### What is needed
In the records that follow, the lines from the one containing "use askama::Template;" to the one containing "pub fn new(message: Option<&str>)", inclusive, are to be given again exactly.

Saved data entries:

-.-.-

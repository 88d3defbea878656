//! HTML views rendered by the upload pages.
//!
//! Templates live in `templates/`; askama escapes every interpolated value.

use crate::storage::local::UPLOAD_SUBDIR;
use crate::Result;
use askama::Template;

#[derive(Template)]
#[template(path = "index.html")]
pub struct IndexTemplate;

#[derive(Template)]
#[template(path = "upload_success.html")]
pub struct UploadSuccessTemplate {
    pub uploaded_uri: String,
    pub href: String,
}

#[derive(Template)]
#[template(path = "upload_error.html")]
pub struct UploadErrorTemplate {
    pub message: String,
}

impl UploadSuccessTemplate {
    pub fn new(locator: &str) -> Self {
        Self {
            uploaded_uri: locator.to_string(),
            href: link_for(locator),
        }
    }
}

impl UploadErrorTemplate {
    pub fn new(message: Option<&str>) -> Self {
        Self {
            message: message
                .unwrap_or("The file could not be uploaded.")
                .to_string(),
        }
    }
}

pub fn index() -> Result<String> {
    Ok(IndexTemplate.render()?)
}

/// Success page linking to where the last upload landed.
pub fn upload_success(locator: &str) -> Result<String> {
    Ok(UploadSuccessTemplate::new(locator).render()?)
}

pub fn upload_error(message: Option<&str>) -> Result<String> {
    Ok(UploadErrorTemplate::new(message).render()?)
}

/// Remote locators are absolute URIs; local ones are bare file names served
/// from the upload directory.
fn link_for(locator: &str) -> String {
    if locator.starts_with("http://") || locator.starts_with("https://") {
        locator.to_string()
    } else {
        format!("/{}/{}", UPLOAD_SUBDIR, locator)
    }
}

-.-.-

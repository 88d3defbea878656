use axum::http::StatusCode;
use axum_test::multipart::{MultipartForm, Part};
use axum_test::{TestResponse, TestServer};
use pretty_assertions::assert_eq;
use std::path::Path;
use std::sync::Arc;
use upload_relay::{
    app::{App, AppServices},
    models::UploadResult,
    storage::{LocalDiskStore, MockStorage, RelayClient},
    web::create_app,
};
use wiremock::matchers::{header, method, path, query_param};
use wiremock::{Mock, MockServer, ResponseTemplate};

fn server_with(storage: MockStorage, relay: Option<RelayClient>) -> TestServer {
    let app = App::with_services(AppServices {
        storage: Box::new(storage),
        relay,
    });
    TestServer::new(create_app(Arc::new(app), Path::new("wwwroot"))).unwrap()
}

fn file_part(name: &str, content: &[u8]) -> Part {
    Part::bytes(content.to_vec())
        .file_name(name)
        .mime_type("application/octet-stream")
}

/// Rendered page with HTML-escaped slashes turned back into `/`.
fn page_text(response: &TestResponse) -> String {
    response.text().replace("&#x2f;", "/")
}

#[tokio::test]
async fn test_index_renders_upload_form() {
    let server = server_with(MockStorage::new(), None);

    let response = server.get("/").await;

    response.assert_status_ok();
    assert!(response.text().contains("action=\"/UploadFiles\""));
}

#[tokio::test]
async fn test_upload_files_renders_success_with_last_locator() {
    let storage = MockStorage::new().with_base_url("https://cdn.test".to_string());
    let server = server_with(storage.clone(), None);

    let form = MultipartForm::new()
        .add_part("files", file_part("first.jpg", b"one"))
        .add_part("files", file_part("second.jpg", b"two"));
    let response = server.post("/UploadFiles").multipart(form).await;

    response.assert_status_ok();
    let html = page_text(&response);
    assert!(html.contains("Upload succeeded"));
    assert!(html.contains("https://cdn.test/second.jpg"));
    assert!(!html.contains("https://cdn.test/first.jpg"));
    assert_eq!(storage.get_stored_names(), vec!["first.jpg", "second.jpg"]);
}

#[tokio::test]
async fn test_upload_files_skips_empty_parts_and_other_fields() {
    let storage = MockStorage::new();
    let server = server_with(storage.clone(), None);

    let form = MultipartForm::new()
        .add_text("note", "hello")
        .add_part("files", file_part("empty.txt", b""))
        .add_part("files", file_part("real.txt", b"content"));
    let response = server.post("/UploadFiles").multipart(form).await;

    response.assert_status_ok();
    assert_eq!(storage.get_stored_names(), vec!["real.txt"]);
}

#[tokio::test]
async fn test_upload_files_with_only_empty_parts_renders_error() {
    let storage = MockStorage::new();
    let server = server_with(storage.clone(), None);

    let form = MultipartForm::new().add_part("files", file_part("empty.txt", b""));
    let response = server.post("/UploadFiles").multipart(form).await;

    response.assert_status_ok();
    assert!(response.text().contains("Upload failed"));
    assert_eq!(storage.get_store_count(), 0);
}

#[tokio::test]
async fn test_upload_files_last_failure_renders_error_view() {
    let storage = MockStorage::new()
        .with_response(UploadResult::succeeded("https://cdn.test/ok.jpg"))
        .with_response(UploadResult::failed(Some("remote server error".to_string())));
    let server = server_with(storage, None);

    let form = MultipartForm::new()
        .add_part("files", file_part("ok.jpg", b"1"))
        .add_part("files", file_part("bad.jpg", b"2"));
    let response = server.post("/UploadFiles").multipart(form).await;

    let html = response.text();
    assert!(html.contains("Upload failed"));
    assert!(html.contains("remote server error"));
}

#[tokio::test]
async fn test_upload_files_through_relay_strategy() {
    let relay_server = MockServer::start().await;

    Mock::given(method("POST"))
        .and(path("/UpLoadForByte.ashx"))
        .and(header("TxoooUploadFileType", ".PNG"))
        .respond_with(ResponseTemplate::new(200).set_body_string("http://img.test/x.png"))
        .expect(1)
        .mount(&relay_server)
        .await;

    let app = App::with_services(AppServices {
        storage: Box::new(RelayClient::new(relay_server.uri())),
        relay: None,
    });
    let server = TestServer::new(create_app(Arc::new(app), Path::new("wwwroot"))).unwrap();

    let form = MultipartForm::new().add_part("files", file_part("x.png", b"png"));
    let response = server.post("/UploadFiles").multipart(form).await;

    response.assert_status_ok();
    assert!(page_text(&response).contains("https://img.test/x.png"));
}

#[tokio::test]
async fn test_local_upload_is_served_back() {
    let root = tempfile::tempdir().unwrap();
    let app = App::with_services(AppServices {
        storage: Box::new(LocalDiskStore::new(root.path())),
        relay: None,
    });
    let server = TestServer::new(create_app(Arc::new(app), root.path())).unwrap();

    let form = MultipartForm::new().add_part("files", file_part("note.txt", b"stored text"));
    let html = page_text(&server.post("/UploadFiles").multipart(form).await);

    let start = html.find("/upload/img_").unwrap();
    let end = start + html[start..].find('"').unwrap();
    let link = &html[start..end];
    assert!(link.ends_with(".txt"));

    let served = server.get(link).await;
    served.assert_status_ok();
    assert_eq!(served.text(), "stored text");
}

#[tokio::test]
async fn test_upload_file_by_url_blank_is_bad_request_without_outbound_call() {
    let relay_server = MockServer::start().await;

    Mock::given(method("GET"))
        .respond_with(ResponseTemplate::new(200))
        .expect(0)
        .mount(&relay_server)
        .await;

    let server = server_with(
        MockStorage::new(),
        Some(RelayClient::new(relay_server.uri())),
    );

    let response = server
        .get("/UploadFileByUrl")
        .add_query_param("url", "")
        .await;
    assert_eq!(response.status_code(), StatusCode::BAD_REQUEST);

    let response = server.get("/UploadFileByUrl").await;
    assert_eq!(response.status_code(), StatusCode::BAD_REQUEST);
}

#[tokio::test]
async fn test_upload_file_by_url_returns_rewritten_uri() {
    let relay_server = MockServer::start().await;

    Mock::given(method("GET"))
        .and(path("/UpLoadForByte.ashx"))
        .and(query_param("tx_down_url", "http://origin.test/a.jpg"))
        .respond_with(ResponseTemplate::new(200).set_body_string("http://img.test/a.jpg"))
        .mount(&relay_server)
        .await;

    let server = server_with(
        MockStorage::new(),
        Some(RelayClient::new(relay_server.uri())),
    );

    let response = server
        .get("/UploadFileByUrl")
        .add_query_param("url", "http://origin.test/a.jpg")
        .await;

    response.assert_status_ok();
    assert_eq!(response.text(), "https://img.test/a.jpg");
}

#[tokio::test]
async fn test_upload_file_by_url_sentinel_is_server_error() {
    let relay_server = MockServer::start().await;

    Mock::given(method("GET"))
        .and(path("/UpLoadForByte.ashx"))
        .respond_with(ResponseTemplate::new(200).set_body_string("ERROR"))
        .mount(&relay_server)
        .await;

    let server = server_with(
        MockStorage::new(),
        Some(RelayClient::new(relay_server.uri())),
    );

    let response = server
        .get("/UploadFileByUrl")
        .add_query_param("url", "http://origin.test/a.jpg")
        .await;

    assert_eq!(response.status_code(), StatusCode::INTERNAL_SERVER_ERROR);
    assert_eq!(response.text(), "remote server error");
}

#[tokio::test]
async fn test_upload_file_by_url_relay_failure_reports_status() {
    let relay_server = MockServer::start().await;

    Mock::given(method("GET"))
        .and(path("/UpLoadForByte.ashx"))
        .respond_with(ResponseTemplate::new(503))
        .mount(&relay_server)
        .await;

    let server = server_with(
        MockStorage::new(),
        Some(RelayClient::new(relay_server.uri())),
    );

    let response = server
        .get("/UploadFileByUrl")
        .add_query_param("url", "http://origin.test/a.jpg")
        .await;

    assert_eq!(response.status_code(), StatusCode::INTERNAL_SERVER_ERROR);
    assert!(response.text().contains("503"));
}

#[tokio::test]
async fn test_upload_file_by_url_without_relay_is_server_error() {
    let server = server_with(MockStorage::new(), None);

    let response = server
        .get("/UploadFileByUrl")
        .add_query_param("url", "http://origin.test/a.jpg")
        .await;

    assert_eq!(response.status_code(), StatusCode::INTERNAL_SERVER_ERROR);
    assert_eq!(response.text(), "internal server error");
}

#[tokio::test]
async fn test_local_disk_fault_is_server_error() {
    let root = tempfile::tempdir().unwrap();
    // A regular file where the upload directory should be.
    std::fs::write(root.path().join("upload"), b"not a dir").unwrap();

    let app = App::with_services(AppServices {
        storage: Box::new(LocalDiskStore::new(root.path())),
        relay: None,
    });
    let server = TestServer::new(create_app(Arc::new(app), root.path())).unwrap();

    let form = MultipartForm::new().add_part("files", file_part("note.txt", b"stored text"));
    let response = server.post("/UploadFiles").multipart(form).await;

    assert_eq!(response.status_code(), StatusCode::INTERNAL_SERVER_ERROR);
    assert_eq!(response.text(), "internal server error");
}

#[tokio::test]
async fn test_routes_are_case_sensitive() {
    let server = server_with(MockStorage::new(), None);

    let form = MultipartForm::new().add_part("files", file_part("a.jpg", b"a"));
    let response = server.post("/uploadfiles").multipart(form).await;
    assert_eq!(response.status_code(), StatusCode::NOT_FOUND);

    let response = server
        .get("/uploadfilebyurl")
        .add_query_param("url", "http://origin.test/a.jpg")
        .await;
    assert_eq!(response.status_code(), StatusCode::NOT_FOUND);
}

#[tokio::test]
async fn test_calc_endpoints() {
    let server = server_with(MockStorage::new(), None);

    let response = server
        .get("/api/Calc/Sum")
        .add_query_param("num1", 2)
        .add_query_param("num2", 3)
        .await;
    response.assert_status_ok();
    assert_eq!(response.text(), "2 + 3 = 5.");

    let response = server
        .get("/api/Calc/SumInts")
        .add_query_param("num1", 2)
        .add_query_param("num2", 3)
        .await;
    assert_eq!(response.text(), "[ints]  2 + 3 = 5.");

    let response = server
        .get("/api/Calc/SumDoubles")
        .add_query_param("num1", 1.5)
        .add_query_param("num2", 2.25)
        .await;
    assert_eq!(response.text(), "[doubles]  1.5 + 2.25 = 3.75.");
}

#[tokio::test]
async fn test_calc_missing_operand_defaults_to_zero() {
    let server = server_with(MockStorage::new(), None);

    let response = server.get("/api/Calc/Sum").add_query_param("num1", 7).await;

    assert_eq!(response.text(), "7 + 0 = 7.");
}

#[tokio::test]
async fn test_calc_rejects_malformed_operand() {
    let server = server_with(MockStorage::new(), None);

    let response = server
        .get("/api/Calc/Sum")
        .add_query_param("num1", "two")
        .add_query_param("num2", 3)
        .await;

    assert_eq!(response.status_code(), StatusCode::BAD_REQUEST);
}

-.-.-

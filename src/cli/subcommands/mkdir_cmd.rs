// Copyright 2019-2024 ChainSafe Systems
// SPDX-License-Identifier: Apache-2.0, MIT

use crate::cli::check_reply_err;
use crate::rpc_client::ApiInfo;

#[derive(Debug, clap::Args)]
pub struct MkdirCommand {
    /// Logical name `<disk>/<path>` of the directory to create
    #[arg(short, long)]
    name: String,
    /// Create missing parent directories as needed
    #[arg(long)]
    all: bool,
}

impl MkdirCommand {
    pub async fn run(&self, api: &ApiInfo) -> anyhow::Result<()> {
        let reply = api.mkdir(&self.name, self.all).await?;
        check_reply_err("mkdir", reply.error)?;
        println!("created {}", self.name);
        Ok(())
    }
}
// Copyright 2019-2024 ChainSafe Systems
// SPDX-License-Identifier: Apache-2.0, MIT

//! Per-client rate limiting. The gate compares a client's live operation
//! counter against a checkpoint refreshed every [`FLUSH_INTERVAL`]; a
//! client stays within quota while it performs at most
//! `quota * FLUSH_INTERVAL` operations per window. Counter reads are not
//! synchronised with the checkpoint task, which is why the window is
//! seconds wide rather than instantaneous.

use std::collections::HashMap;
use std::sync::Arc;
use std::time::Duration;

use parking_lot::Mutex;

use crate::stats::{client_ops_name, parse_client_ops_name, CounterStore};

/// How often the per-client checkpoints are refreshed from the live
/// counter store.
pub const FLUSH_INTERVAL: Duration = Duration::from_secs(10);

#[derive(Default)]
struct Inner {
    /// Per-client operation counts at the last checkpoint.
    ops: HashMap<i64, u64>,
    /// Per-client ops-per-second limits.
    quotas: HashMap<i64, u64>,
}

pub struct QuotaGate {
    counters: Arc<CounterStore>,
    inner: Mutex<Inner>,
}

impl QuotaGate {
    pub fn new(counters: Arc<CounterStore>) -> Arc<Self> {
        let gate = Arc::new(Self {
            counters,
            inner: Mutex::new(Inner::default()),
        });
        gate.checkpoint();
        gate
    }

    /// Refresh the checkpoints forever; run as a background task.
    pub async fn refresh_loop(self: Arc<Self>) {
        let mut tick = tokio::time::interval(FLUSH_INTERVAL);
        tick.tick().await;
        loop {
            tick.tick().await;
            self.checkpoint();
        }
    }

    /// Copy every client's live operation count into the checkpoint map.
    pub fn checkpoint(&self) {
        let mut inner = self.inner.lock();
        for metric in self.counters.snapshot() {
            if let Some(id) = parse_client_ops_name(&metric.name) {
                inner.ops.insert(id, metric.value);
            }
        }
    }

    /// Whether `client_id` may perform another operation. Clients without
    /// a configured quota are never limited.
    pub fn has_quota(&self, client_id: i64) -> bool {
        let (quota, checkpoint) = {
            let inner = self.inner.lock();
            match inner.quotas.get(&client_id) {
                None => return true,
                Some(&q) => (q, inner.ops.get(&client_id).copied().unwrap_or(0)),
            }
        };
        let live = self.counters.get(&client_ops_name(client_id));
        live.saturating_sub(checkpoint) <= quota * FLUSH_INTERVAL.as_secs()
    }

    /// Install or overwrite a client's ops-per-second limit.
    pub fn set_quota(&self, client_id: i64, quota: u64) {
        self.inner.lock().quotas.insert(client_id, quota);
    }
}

-.-.-

### Answer space
use askama::Template;

#[derive(Template)]
#[template(path = "index.html")]
pub struct IndexTemplate;

#[derive(Template)]
#[template(path = "upload_success.html")]
pub struct UploadSuccessTemplate {
    pub uploaded_uri: String,
    pub href: String,
}

#[derive(Template)]
#[template(path = "upload_error.html")]
pub struct UploadErrorTemplate {
    pub message: String,
}

impl UploadSuccessTemplate {
    pub fn new(locator: &str) -> Self {
        Self {
            uploaded_uri: locator.to_string(),
            href: link_for(locator),
        }
    }
}

impl UploadErrorTemplate {
    pub fn new(message: Option<&str>) -> Self {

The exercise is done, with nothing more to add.